この間、不当に生活保護を拒む、敷居を高くしてなるべく追い返す、といったや
り方が現場で横行してきました。強いものには弱く、弱いものに強く出るのが多
くの福祉事務所の現実です。
放置すべきでない不正受給も存在しますが、もっともっと大きな問題は、まさに
生命にかかわる「漏給」(保護すべき人をしないケース)の多さです。
典型的なのが、野宿状態になる前に保護をしない、野宿になったら保護しないと
いうケースです。これが失業と並ぶ、ホームレス問題の大きな要因です。

このあたりの参考記事
http://www.yomiuri.co.jp/iryou/ansin/an0c0501.htm


栗岡さんwrote:
>  一つ思いついたのは、たとえば欧米には行政を補うボランティア組織が
> あることですね。宗教的な慈善事業団体などの網の目があるのでは
> ないかと思います。

その通りですが、先に述べたように、欧米の公的扶助の適用は、日本より広いわ
けです。
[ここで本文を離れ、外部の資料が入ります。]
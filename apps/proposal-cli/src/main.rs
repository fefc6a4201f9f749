//! Proposal CLI
//!
//! Prints the pricing catalog, composes quotes, estimates ROI, runs the
//! live price ticker and exports proposals to DOCX or PDF.

mod commands;

use std::path::PathBuf;

use anyhow::Context;
use clap::{Parser, Subcommand};
use proposal_core::{AppConfig, InvestmentTier, Locale, Preset, RoiInputs, Variant};
use proposal_render::DocumentFormat;
use tracing_subscriber::{layer::SubscriberExt, util::SubscriberInitExt, EnvFilter};

#[derive(Parser, Debug)]
#[command(name = "proposal")]
#[command(version, about = "Pricing, ROI and commercial proposal generator")]
struct Args {
    /// TOML configuration file
    #[arg(short, long, global = true)]
    config: Option<PathBuf>,

    /// Display locale (ru-RU or en-US), overrides the config file
    #[arg(long, global = true)]
    locale: Option<Locale>,

    /// Fixed RNG seed for reproducible price drift
    #[arg(long, global = true)]
    seed: Option<u64>,

    /// Enable debug logging
    #[arg(short, long, global = true)]
    verbose: bool,

    #[command(subcommand)]
    command: Command,
}

#[derive(Subcommand, Debug)]
enum Command {
    /// List catalog items with current prices and trends
    Catalog {
        /// Simulated price updates to apply before listing
        #[arg(long, default_value_t = 0)]
        ticks: u32,

        /// Print JSON instead of a table
        #[arg(long)]
        json: bool,
    },

    /// Compose a quote for one variant
    Quote {
        #[arg(short = 'V', long, default_value = "optimal")]
        variant: Variant,

        #[arg(short, long, default_value = "full")]
        preset: Preset,

        /// Item ids whose inclusion is flipped after the preset is applied
        #[arg(short, long)]
        toggle: Vec<String>,

        #[arg(long)]
        json: bool,
    },

    /// Estimate savings, payback and three-year ROI
    Roi {
        /// Documents processed per month
        #[arg(long, default_value_t = 5000.0, allow_negative_numbers = true)]
        doc_volume: f64,

        /// Processing cost of one document
        #[arg(long, default_value_t = 150.0, allow_negative_numbers = true)]
        avg_doc_cost: f64,

        /// Share of documents with errors, in percent
        #[arg(long, default_value_t = 3.0, allow_negative_numbers = true)]
        error_rate: f64,

        #[arg(long, default_value_t = 5000.0, allow_negative_numbers = true)]
        avg_error_cost: f64,

        /// Share of documents with fraud risk, in percent
        #[arg(long, default_value_t = 0.5, allow_negative_numbers = true)]
        fraud_risk: f64,

        #[arg(long, default_value_t = 500_000.0, allow_negative_numbers = true)]
        avg_fraud_loss: f64,

        #[arg(long, default_value = "optimal")]
        tier: InvestmentTier,

        #[arg(long)]
        json: bool,
    },

    /// Recommend a variant from volume and availability needs
    Recommend {
        /// Documents processed per month
        #[arg(long)]
        documents: u32,

        #[arg(long)]
        high_availability: bool,
    },

    /// Run the live price simulation
    Live {
        /// Stop after this many updates (runs until Ctrl-C otherwise)
        #[arg(long)]
        ticks: Option<u32>,

        /// Update period in milliseconds, overrides the config file
        #[arg(long)]
        interval_ms: Option<u64>,
    },

    /// Export a proposal document
    Export {
        #[arg(short, long, default_value = "pdf")]
        format: DocumentFormat,

        /// Variants to include; repeat for a combined proposal
        #[arg(short = 'V', long = "variant", default_value = "optimal")]
        variants: Vec<Variant>,

        #[arg(short, long, default_value = "full")]
        preset: Preset,

        /// Item ids whose inclusion is flipped in every variant containing them
        #[arg(short, long)]
        toggle: Vec<String>,

        #[arg(long)]
        title: Option<String>,

        #[arg(long)]
        subtitle: Option<String>,

        /// File name instead of the generated one
        #[arg(short, long)]
        output: Option<String>,

        /// Directory to write into, overrides the config file
        #[arg(long)]
        output_dir: Option<PathBuf>,

        /// Regular font to fetch before rendering the PDF
        #[arg(long)]
        font_url: Option<String>,

        #[arg(long)]
        bold_font_url: Option<String>,
    },
}

fn init_logging(verbose: bool) {
    let level = if verbose {
        tracing::Level::DEBUG
    } else {
        tracing::Level::INFO
    };

    // Results go to stdout; keep logs on stderr
    tracing_subscriber::registry()
        .with(EnvFilter::from_default_env().add_directive(level.into()))
        .with(tracing_subscriber::fmt::layer().with_writer(std::io::stderr))
        .init();
}

fn load_config(args: &Args) -> anyhow::Result<AppConfig> {
    let mut config = match &args.config {
        Some(path) => AppConfig::from_file(path)
            .with_context(|| format!("Failed to load configuration from {}", path.display()))?,
        None => AppConfig::default(),
    };

    if let Some(locale) = args.locale {
        config.export.locale = locale;
    }
    if let Some(seed) = args.seed {
        config.pricing.seed = Some(seed);
    }

    Ok(config)
}

#[tokio::main]
async fn main() -> anyhow::Result<()> {
    let args = Args::parse();
    init_logging(args.verbose);

    let config = load_config(&args)?;
    tracing::debug!(?config, "Configuration loaded");

    match args.command {
        Command::Catalog { ticks, json } => commands::catalog(&config, ticks, json),
        Command::Quote {
            variant,
            preset,
            toggle,
            json,
        } => commands::quote(&config, variant, preset, &toggle, json),
        Command::Roi {
            doc_volume,
            avg_doc_cost,
            error_rate,
            avg_error_cost,
            fraud_risk,
            avg_fraud_loss,
            tier,
            json,
        } => {
            let inputs = RoiInputs {
                doc_volume,
                avg_doc_cost,
                error_rate,
                avg_error_cost,
                fraud_risk,
                avg_fraud_loss,
                tier,
            };
            commands::roi(&config, &inputs, json)
        }
        Command::Recommend {
            documents,
            high_availability,
        } => {
            commands::recommend(documents, high_availability);
            Ok(())
        }
        Command::Live { ticks, interval_ms } => {
            let mut config = config;
            if let Some(ms) = interval_ms {
                config.pricing.tick_interval = std::time::Duration::from_millis(ms);
            }
            commands::live(&config, ticks).await
        }
        Command::Export {
            format,
            variants,
            preset,
            toggle,
            title,
            subtitle,
            output,
            output_dir,
            font_url,
            bold_font_url,
        } => {
            let mut config = config;
            if let Some(dir) = output_dir {
                config.export.output_dir = dir;
            }
            if font_url.is_some() {
                config.export.font_url = font_url;
            }
            if bold_font_url.is_some() {
                config.export.bold_font_url = bold_font_url;
            }
            if title.is_some() {
                config.export.title = title;
            }
            if subtitle.is_some() {
                config.export.subtitle = subtitle;
            }

            let request = commands::ExportRequest {
                format,
                variants,
                preset,
                toggles: toggle,
                file_name: output,
            };
            commands::export(&config, request).await
        }
    }
}
//! PDF exporter
//!
//! Compiles the embedded Typst template against a `ProposalLayout` and
//! exports the result with `typst-pdf`. Typst paginates on its own; the
//! template's page footer stamps the label and page number on every page.

use std::sync::Arc;
use std::time::Duration;

use chrono::NaiveDate;
use typst::diag::{Severity, SourceDiagnostic};
use typst::model::Document;

use crate::error::{CompileError, ExportError};
use crate::fonts::{load_font_cache, FontCache, FontSource, FontUrls};
use crate::layout::ProposalLayout;
use crate::world::VirtualWorld;

/// Proposal template, embedded at compile time
pub const PROPOSAL_TEMPLATE: &str = include_str!("../templates/proposal.typ");

/// Default render timeout
pub const DEFAULT_TIMEOUT: Duration = Duration::from_secs(10);

/// A finished PDF
#[derive(Debug, Clone)]
pub struct RenderedPdf {
    pub bytes: Vec<u8>,
    pub page_count: usize,
    pub warnings: Vec<CompileError>,
}

/// Renders layouts to PDF, fetching the configured fonts first
pub struct PdfExporter {
    font_source: Arc<dyn FontSource>,
    font_urls: FontUrls,
    timeout: Duration,
}

impl PdfExporter {
    pub fn new(font_source: Arc<dyn FontSource>) -> Self {
        Self {
            font_source,
            font_urls: FontUrls::default(),
            timeout: DEFAULT_TIMEOUT,
        }
    }

    pub fn with_font_urls(mut self, font_urls: FontUrls) -> Self {
        self.font_urls = font_urls;
        self
    }

    pub fn with_timeout(mut self, timeout: Duration) -> Self {
        self.timeout = timeout;
        self
    }

    /// Render a layout, dated `today`
    pub async fn render(
        &self,
        layout: &ProposalLayout,
        today: NaiveDate,
    ) -> Result<RenderedPdf, ExportError> {
        let fonts = load_font_cache(self.font_source.as_ref(), &self.font_urls).await;
        let world = proposal_world(layout, fonts, today)?;

        let timeout_ms = self.timeout.as_millis() as u64;
        let result = tokio::time::timeout(
            self.timeout,
            tokio::task::spawn_blocking(move || compile_pdf(&world)),
        )
        .await;

        match result {
            Ok(Ok(rendered)) => rendered,
            Ok(Err(join_error)) => Err(ExportError::Task(join_error.to_string())),
            Err(_timeout) => Err(ExportError::Timeout(timeout_ms)),
        }
    }
}

/// World compiling the proposal template with `layout` as its input
pub fn proposal_world(
    layout: &ProposalLayout,
    fonts: Arc<FontCache>,
    today: NaiveDate,
) -> Result<VirtualWorld, ExportError> {
    let inputs = serde_json::json!({
        "proposal": serde_json::to_value(layout)?,
        "fonts": fonts.preferred_families(),
    });
    VirtualWorld::new(PROPOSAL_TEMPLATE, inputs, fonts, today)
}

/// Lay out a world into pages (blocking)
///
/// Returns the document together with the template warnings.
pub fn compile_document(
    world: &VirtualWorld,
) -> Result<(Document, Vec<CompileError>), ExportError> {
    let warned = typst::compile(world);
    let (_, warnings) = categorize_diagnostics(&warned.warnings);

    match warned.output {
        Ok(document) => Ok((document, warnings)),
        Err(diagnostics) => {
            let (errors, _) = categorize_diagnostics(&diagnostics);
            if errors.is_empty() {
                return Err(ExportError::Compile(vec![CompileError::new(
                    "Compilation failed with unknown error",
                )]));
            }
            Err(ExportError::Compile(errors))
        }
    }
}

/// Compile a world and export it to PDF bytes (blocking)
pub fn compile_pdf(world: &VirtualWorld) -> Result<RenderedPdf, ExportError> {
    let (document, warnings) = compile_document(world)?;

    for warning in &warnings {
        tracing::debug!(message = %warning.message, "Template warning");
    }

    let bytes = typst_pdf::pdf(&document, &typst_pdf::PdfOptions::default()).map_err(|diags| {
        let (errors, _) = categorize_diagnostics(&diags);
        let summary = errors
            .iter()
            .map(|e| e.message.as_str())
            .collect::<Vec<_>>()
            .join("; ");
        ExportError::Pdf(summary)
    })?;

    Ok(RenderedPdf {
        bytes,
        page_count: document.pages.len(),
        warnings,
    })
}

/// Categorize diagnostics into errors and warnings
fn categorize_diagnostics(
    diagnostics: &[SourceDiagnostic],
) -> (Vec<CompileError>, Vec<CompileError>) {
    let mut errors = Vec::new();
    let mut warnings = Vec::new();

    for diag in diagnostics {
        let mut compile_error = CompileError::new(diag.message.to_string());

        if !diag.hints.is_empty() {
            let hint = diag
                .hints
                .iter()
                .map(|h| h.to_string())
                .collect::<Vec<_>>()
                .join("; ");
            compile_error = compile_error.with_hint(hint);
        }

        match diag.severity {
            Severity::Error => errors.push(compile_error),
            Severity::Warning => warnings.push(compile_error.as_warning()),
        }
    }

    (errors, warnings)
}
NPOや宗教団体の活動が日本より欧米でずっと活発なのは事実でしょ
うし、それは現地では「公的制度の不足分の穴埋め」になると思いますが、NP
Oは政府から公的助成を得て活動している場合も多いし、欧米の公的制度が日本
より弱いわけではありません。
ボランティアは重要ですが、公共政策が根本だと思います。

冨岡さんwrote:
> 「最高水準にある」根拠は難しいのですが、こと救急医療に関して言えば、医療機関
> への「かかりやすさ」(英語ではアクセシビリティaccecibility=アクセスのしやす
> さと表現しています)が日本ほどいい国はそうないと思います。
>
救急車で運ばれた場合は、おっしゃる通りだと思います。ただしこれも地域差が
あって、東京では公立病院がけっこう診ますが、他の地方では診療拒否やずさん
診療が時々問題になるし、大阪でもろくでもない救急病院への搬送が多いです。

そして記事でも指摘したように、救急搬送になる前の医療アクセスが非常に不十
分だし、根本的な生活保障対策がなっていないわけです。

> それでも、できる限り、根気強く、自分のできることをやっていこう

そのスタンスに敬意を表します。
野宿者の生きる意欲の問題は現実にしばしばあり、対応に困る患者がいるのも確
かですが、背景には、人間として大事にされてこなかったことや、様々な経験・
いきさつから自尊感情を持てない心理になっていることがあると思います。

それでも日本のホームレス状態の人たちは、失業などによる経済的困窮者が圧倒
的に多く、米国や英国のように精神障害、ドラッグ、退役軍人といった個人的困
難は少ないほうです。フランス、ドイツのような若年の長期失業者タイプも、ぼ
ちぼち出てきているとはいえ、まだ少ない。
日本は「働きたい」という中高年失業者が大部分です。
とはいえ、あと5年ほど、この状態が日本で続けば、問題解決は相当難しくなる
と思います。

アメリカでは貧困層の比率が高く、ホームレス状態の人口はもっと多いですが、
施設や友人宅やシェルターではなく、アウトドアで寝泊まりしている人の数は、
私が見た限り、ニューヨークやロスよりも、大阪の方が間違いなく多いです。

そして路上死も、欧米の大都市では、こんなにないはずです。
ロスでは1980年代の前半、寒波で一晩に凍死者が4人出て、大問題になって
対策が進められた、と現地の運動家は言ってました。
まして欧州なら、こんな数字が出たら大変でしょう。